In the entries below, find each line with the word "value" and pull it out.

[Collected data]
------------------------------------------------

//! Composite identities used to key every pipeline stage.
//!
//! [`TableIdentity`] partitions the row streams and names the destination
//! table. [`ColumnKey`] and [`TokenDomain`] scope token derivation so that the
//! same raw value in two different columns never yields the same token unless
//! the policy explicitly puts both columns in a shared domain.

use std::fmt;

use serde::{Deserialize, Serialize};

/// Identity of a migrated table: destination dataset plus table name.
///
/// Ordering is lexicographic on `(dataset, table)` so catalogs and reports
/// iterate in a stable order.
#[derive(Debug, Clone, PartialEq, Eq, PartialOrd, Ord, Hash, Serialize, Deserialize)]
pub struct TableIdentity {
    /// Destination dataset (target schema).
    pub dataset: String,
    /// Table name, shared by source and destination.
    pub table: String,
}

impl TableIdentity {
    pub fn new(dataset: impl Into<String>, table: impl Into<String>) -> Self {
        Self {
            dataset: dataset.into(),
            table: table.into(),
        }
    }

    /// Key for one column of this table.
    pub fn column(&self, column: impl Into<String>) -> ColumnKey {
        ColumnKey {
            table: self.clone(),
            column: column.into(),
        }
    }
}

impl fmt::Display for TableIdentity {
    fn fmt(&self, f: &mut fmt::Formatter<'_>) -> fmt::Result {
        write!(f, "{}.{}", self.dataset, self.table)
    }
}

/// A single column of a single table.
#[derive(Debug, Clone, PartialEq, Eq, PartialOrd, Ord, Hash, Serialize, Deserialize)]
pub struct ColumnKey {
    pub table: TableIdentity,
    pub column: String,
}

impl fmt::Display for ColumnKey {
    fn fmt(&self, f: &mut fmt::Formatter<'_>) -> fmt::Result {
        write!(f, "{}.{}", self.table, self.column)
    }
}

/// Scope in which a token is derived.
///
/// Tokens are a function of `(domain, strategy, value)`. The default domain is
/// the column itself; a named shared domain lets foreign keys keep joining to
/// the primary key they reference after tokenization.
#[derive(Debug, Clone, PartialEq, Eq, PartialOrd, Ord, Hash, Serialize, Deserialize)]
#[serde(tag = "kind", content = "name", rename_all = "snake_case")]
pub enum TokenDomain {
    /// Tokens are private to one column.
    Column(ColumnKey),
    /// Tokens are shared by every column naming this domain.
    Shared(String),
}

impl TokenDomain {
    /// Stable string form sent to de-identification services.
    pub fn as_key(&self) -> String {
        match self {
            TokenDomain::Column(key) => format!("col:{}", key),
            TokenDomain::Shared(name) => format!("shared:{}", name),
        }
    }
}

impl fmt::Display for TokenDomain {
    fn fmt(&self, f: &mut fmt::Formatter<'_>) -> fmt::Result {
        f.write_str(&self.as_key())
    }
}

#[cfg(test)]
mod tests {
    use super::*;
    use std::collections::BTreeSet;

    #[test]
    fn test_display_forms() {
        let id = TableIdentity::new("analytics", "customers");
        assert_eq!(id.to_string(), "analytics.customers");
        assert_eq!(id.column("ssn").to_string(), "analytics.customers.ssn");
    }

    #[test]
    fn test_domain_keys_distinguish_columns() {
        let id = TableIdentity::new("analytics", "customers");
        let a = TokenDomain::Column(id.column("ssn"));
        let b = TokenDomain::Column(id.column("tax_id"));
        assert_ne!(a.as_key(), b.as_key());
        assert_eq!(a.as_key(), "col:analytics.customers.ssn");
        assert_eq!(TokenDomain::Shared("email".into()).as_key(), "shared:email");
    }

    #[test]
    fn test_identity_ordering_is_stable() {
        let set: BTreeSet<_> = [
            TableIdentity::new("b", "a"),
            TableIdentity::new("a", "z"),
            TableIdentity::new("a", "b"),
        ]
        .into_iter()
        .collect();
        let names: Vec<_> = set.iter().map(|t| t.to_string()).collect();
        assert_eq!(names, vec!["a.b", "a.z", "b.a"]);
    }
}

------------------------------------------------

--- Answer area ---
//! same raw value in two different columns never yields the same token unless
/// Tokens are a function of `(domain, strategy, value)`. The default domain is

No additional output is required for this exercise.